Red List habitat classification > RL - Marine habitats > RLNEA - Atlantic > NEAA5.52 Kelp and seaweed communities on Atlantic infralittoral mixed sediment

Kelp and seaweed communities on Atlantic infralittoral mixed sediment

Quick facts

Red List habitat type code NEAA5.52
Threat status
Europe Data Deficient
EU Data Deficient
Relation to
Source European Red List habitat factsheet
European Red List of habitats reports
European Red List of habitats (Excel table)

Summary

Shallow sublittoral mixed sediments consisting of hard substrate components (cobbles, pebbles, gravel and shells) in various densities which support seaweed communities, typically including the kelp Saccharina latissima the bootlace weed Chorda filum and various red and brown seaweeds, particularly filamentous types. The environmental conditions also dictate the typical seaweed communities present. In areas where winter storms are common, seaweed cover will be more ephemeral and fragmented, due to high mortality rates from damage and detachment; whilst in more sheltered areas, long term attachment to smaller cobbles/pebbles is possible. Loose mats may be present in the most sheltered environments. The strength of tidal flow and type of substrate also influence the community type.

A diverse array of animals is associated with these kelps and seaweeds, including burrowing polychaete worms and bivalves, scavenging hermit crabs, crabs, starfish, fish and grazing top shells. Kelps and seaweeds growing on sediment greatly increase the primary production of an area and create a more diverse habitat.

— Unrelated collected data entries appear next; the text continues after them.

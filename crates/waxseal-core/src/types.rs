/// Fixed ASCII version tag prefixed to every token.
pub const VERSION_TAG: u8 = b'A';
/// Secret key length required by the AEAD construction.
pub const KEY_LEN: usize = 32;
/// Extended nonce length.
pub const NONCE_LEN: usize = 24;
/// Version tag plus nonce.
pub const HEADER_LEN: usize = 1 + NONCE_LEN;
/// Authentication tag appended to the ciphertext by the AEAD primitive.
pub const TAG_LEN: usize = 16;

/// Raw 24-byte nonce value.
pub type NonceBytes = [u8; NONCE_LEN];

/// Nonce selection for a sign call.
///
/// `Random` draws fresh bytes from the signer's CSPRNG and is what most
/// callers want. `Explicit` exists for deterministic token reproduction;
/// the caller owns uniqueness per `(key, message)` pair, and reuse with a
/// different message under the same key breaks the cipher's guarantees.
#[derive(Debug, Clone, Copy, PartialEq, Eq)]
pub enum Nonce {
    Random,
    Explicit(NonceBytes),
}

/// Sealed token: `version tag ‖ nonce ‖ ciphertext ‖ auth tag`.
///
/// Self-describing opaque bytes; no side-channel metadata is needed to
/// verify it.
#[derive(Debug, Clone, PartialEq, Eq)]
pub struct Token(Vec<u8>);

impl Token {
    /// Wraps already-assembled token bytes.
    pub fn from_bytes(bytes: Vec<u8>) -> Self {
        Self(bytes)
    }

    /// Borrows the raw wire bytes.
    pub fn as_bytes(&self) -> &[u8] {
        &self.0
    }

    /// Consumes the token, returning the raw wire bytes.
    pub fn into_vec(self) -> Vec<u8> {
        self.0
    }

    pub fn len(&self) -> usize {
        self.0.len()
    }

    pub fn is_empty(&self) -> bool {
        self.0.is_empty()
    }
}

impl AsRef<[u8]> for Token {
    fn as_ref(&self) -> &[u8] {
        &self.0
    }
}

impl From<Vec<u8>> for Token {
    fn from(bytes: Vec<u8>) -> Self {
        Self(bytes)
    }
}

#[cfg(test)]
mod tests {
    use super::{Token, HEADER_LEN, NONCE_LEN, TAG_LEN, VERSION_TAG};

    #[test]
    fn header_is_version_tag_plus_nonce() {
        assert_eq!(HEADER_LEN, 1 + NONCE_LEN);
        assert_eq!(VERSION_TAG, b'A');
        assert_eq!(TAG_LEN, 16);
    }

    #[test]
    fn token_round_trips_raw_bytes() {
        let raw = vec![0x41_u8, 0x00, 0xFF];
        let token = Token::from_bytes(raw.clone());
        assert_eq!(token.as_bytes(), raw.as_slice());
        assert_eq!(token.len(), 3);
        assert!(!token.is_empty());
        assert_eq!(token.into_vec(), raw);
    }
}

Gastropods, amphipods, sea urchins and fish graze the seaweeds; starfish, urchins, hermit crabs and crabs are scavengers; crabs and fish are opportunistic predators; and a mixed infauna of deposit feeders and suspension feeders develops, depending on sediment type. Various biotopes have been described associated with this habitat characteristised by Saccharina.latissima, Chorda.filum and red seaweeds on sheltered muddy sediments as well as mats of  Trailliella on muddy gravel  and  loose-lying mats of Phyllophora crispa on muddy sediment.

Indicators of quality:

Both biotic and abiotic indicators have been used to describe marine habitat quality. These include: the presence of characteristic species as well as those which are sensitive to the pressures the habitat may face; water quality parameters; levels of exposure to particular pressure, and more integrated indices which describe habitat structure and function, such as trophic index, or successional stages of development in habitats that have a natural cycle of change over time.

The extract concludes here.